> Task prompt: Below are entries. Copy exactly the lines running from the line that holds "impl UnitOfWorkProvider for" to the line that holds "let now = Utc::now();", with both ends included.

> Data for review:
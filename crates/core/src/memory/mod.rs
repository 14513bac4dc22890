//! In-process ledger store.
//!
//! Implements [`AccountStore`] and [`TransactionLogStore`] over shared maps so
//! the engine can run without a database. Row locks are per-account
//! `tokio::sync::Mutex`es owned by the unit-of-work; writes are staged on the
//! unit-of-work and applied in one step at commit. Dropping a
//! [`MemoryUnitOfWork`] discards its staged writes and releases its locks.

use std::collections::{BTreeMap, HashMap};
use std::sync::{Arc, Mutex, MutexGuard};
use std::time::Duration;

use async_trait::async_trait;
use bankcore_shared::LedgerConfig;
use bankcore_shared::types::{AccountId, EntryId, MAX_AMOUNT, Money, UserId, to_scale};
use chrono::{DateTime, Utc};
use rust_decimal::Decimal;
use tokio::sync::OwnedMutexGuard;
use tracing::{debug, info};

use crate::ledger::{Account, EntryKind, TransactionLogEntry};
use crate::store::{AccountStore, StoreError, TransactionLogStore, UnitOfWork, UnitOfWorkProvider};

type RowLock = Arc<tokio::sync::Mutex<()>>;

#[derive(Default)]
struct Tables {
    accounts: BTreeMap<AccountId, Account>,
    by_number: HashMap<String, AccountId>,
    row_locks: HashMap<AccountId, RowLock>,
    entries: Vec<TransactionLogEntry>,
    last_account_id: i64,
    last_entry_id: i64,
}

#[derive(Default)]
struct State {
    tables: Mutex<Tables>,
}

impl State {
    fn tables(&self) -> Result<MutexGuard<'_, Tables>, StoreError> {
        self.tables
            .lock()
            .map_err(|_| StoreError::Backend("memory store state poisoned".to_string()))
    }
}

/// Ledger store kept entirely in process memory.
///
/// Cloning is cheap and every clone shares the same accounts and log.
#[derive(Clone)]
pub struct MemoryLedgerStore {
    state: Arc<State>,
    lock_timeout: Duration,
}

impl Default for MemoryLedgerStore {
    fn default() -> Self {
        Self::new()
    }
}

impl std::fmt::Debug for MemoryLedgerStore {
    fn fmt(&self, f: &mut std::fmt::Formatter<'_>) -> std::fmt::Result {
        f.debug_struct("MemoryLedgerStore")
            .field("lock_timeout", &self.lock_timeout)
            .finish_non_exhaustive()
    }
}

impl MemoryLedgerStore {
    /// Creates an empty store with the default lock-wait timeout.
    #[must_use]
    pub fn new() -> Self {
        Self::from_config(&LedgerConfig::default())
    }

    /// Creates an empty store using the lock-wait timeout in `config`.
    #[must_use]
    pub fn from_config(config: &LedgerConfig) -> Self {
        Self {
            state: Arc::new(State::default()),
            lock_timeout: Duration::from_millis(config.lock_timeout_ms),
        }
    }

    /// Overrides how long a unit-of-work waits for a row lock.
    #[must_use]
    pub fn with_lock_timeout(mut self, lock_timeout: Duration) -> Self {
        self.lock_timeout = lock_timeout;
        self
    }
}

struct PendingEntry {
    id: EntryId,
    account_id: AccountId,
    kind: EntryKind,
    amount: Decimal,
    description: String,
}

/// Unit-of-work for [`MemoryLedgerStore`].
pub struct MemoryUnitOfWork {
    state: Arc<State>,
    guards: HashMap<AccountId, OwnedMutexGuard<()>>,
    deltas: HashMap<AccountId, Decimal>,
    pending: Vec<PendingEntry>,
}

impl std::fmt::Debug for MemoryUnitOfWork {
    fn fmt(&self, f: &mut std::fmt::Formatter<'_>) -> std::fmt::Result {
        f.debug_struct("MemoryUnitOfWork")
            .field("locked", &self.guards.keys().collect::<Vec<_>>())
            .field("pending_entries", &self.pending.len())
            .finish_non_exhaustive()
    }
}

impl MemoryUnitOfWork {
    fn staged(&self, id: AccountId) -> Decimal {
        self.deltas.get(&id).copied().unwrap_or(Decimal::ZERO)
    }

    /// Committed row with this unit-of-work's staged delta applied.
    fn snapshot(&self, tables: &Tables, id: AccountId) -> Result<Account, StoreError> {
        let mut account = tables.accounts.get(&id).cloned().ok_or(StoreError::NotFound)?;
        let delta = self.staged(id);
        if !delta.is_zero() {
            account.balance = apply_delta(id, account.balance, delta)?;
            account.updated_at = Utc::now();
        }
        Ok(account)
    }
}

/// Adds `delta` to `balance` within the range a `NUMERIC(15, 2)` column holds.
fn apply_delta(id: AccountId, balance: Decimal, delta: Decimal) -> Result<Decimal, StoreError> {
    balance
        .checked_add(delta)
        .filter(|next| *next <= MAX_AMOUNT)
        .map(to_scale)
        .ok_or_else(|| StoreError::Backend(format!("balance of account {id} is out of range")))
}

#[async_trait]
impl UnitOfWork for MemoryUnitOfWork {
    async fn commit(self) -> Result<(), StoreError> {
        let mut tables = self.state.tables()?;

        // Validate everything before touching anything, so a refused commit
        // leaves the tables as they were.
        let mut balances = Vec::with_capacity(self.deltas.len());
        for (&id, &delta) in &self.deltas {
            let account = tables.accounts.get(&id).ok_or(StoreError::NotFound)?;
            let balance = apply_delta(id, account.balance, delta)?;
            if balance < Decimal::ZERO {
                return Err(StoreError::Backend(format!(
                    "balance of account {id} would become negative"
                )));
            }
            balances.push((id, balance));
        }

        let now: DateTime<Utc> = Utc::now();
        for (id, balance) in balances {
            if let Some(account) = tables.accounts.get_mut(&id) {
                account.balance = balance;
                account.updated_at = now;
            }
        }
        for pending in self.pending {
            tables.entries.push(TransactionLogEntry {
                id: pending.id,
                account_id: pending.account_id,
                kind: pending.kind,
                amount: pending.amount,
                description: pending.description,
                created_at: now,
            });
        }
        Ok(())
    }

    async fn rollback(self) -> Result<(), StoreError> {
        Ok(())
    }
}

#[async_trait]
impl UnitOfWorkProvider for MemoryLedgerStore {
    type Uow = MemoryUnitOfWork;

    async fn begin(&self) -> Result<Self::Uow, StoreError> {
        Ok(MemoryUnitOfWork {
            state: Arc::clone(&self.state),
            guards: HashMap::new(),
            deltas: HashMap::new(),
            pending: Vec::new(),
        })
    }
}

#[async_trait]
impl AccountStore for MemoryLedgerStore {
    async fn create(&self, user_id: UserId, account_number: &str) -> Result<Account, StoreError> {
        let mut tables = self.state.tables()?;
        if tables.by_number.contains_key(account_number) {
            return Err(StoreError::Conflict(format!(
                "account number {account_number}"
            )));
        }

        tables.last_account_id += 1;
        let id = AccountId::new(tables.last_account_id);
        let now = Utc::now();
        let account = Account {
            id,
            user_id,
            account_number: account_number.to_string(),
            balance: to_scale(Decimal::ZERO),
            created_at: now,
            updated_at: now,
        };
        tables.accounts.insert(id, account.clone());
        tables.by_number.insert(account_number.to_string(), id);
        tables.row_locks.insert(id, RowLock::default());

        info!(account_id = %id, "Account row inserted");
        Ok(account)
    }

    async fn get_by_id(&self, id: AccountId) -> Result<Account, StoreError> {
        let tables = self.state.tables()?;
        tables.accounts.get(&id).cloned().ok_or(StoreError::NotFound)
    }

    async fn get_by_number(&self, account_number: &str) -> Result<Account, StoreError> {
        let tables = self.state.tables()?;
        tables
            .by_number
            .get(account_number)
            .and_then(|id| tables.accounts.get(id))
            .cloned()
            .ok_or(StoreError::NotFound)
    }

    async fn lock_by_id(&self, uow: &mut Self::Uow, id: AccountId) -> Result<Account, StoreError> {
        if !uow.guards.contains_key(&id) {
            let row_lock = {
                let tables = self.state.tables()?;
                tables.row_locks.get(&id).cloned().ok_or(StoreError::NotFound)?
            };

            debug!(account_id = %id, "Waiting for row lock");
            let guard = tokio::time::timeout(self.lock_timeout, row_lock.lock_owned())
                .await
                .map_err(|_| {
                    StoreError::Unavailable(format!(
                        "lock wait on account {id} exceeded {}ms",
                        self.lock_timeout.as_millis()
                    ))
                })?;
            debug!(account_id = %id, "Row lock acquired");
            uow.guards.insert(id, guard);
        }

        let tables = self.state.tables()?;
        uow.snapshot(&tables, id)
    }

    async fn adjust_balance(
        &self,
        uow: &mut Self::Uow,
        id: AccountId,
        delta: Decimal,
    ) -> Result<(), StoreError> {
        // An update takes the row lock implicitly, as it would in SQL.
        self.lock_by_id(uow, id).await?;
        let staged = uow.deltas.entry(id).or_insert(Decimal::ZERO);
        *staged = staged.checked_add(delta).ok_or_else(|| {
            StoreError::Backend(format!("staged change to account {id} is out of range"))
        })?;
        Ok(())
    }
}

#[async_trait]
impl TransactionLogStore for MemoryLedgerStore {
    async fn append(
        &self,
        uow: &mut Self::Uow,
        account_id: AccountId,
        kind: EntryKind,
        amount: Money,
        description: &str,
    ) -> Result<EntryId, StoreError> {
        let id = {
            let mut tables = self.state.tables()?;
            if !tables.accounts.contains_key(&account_id) {
                return Err(StoreError::NotFound);
            }
            // Ids are reserved like a sequence: a rolled-back entry leaves a gap.
            tables.last_entry_id += 1;
            EntryId::new(tables.last_entry_id)
        };

        uow.pending.push(PendingEntry {
            id,
            account_id,
            kind,
            amount: amount.amount(),
            description: description.to_string(),
        });
        Ok(id)
    }

    async fn list_by_account(
        &self,
        account_id: AccountId,
    ) -> Result<Vec<TransactionLogEntry>, StoreError> {
        let tables = self.state.tables()?;
        let mut entries: Vec<_> = tables
            .entries
            .iter()
            .filter(|entry| entry.account_id == account_id)
            .cloned()
            .collect();
        entries.sort_by(|a, b| b.created_at.cmp(&a.created_at).then(b.id.cmp(&a.id)));
        Ok(entries)
    }
}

> Expected answer:
impl UnitOfWorkProvider for MemoryLedgerStore {
    type Uow = MemoryUnitOfWork;

    async fn begin(&self) -> Result<Self::Uow, StoreError> {
        Ok(MemoryUnitOfWork {
            state: Arc::clone(&self.state),
            guards: HashMap::new(),
            deltas: HashMap::new(),
            pending: Vec::new(),
        })
    }
}

#[async_trait]
impl AccountStore for MemoryLedgerStore {
    async fn create(&self, user_id: UserId, account_number: &str) -> Result<Account, StoreError> {
        let mut tables = self.state.tables()?;
        if tables.by_number.contains_key(account_number) {
            return Err(StoreError::Conflict(format!(
                "account number {account_number}"
            )));
        }

        tables.last_account_id += 1;
        let id = AccountId::new(tables.last_account_id);
        let now = Utc::now();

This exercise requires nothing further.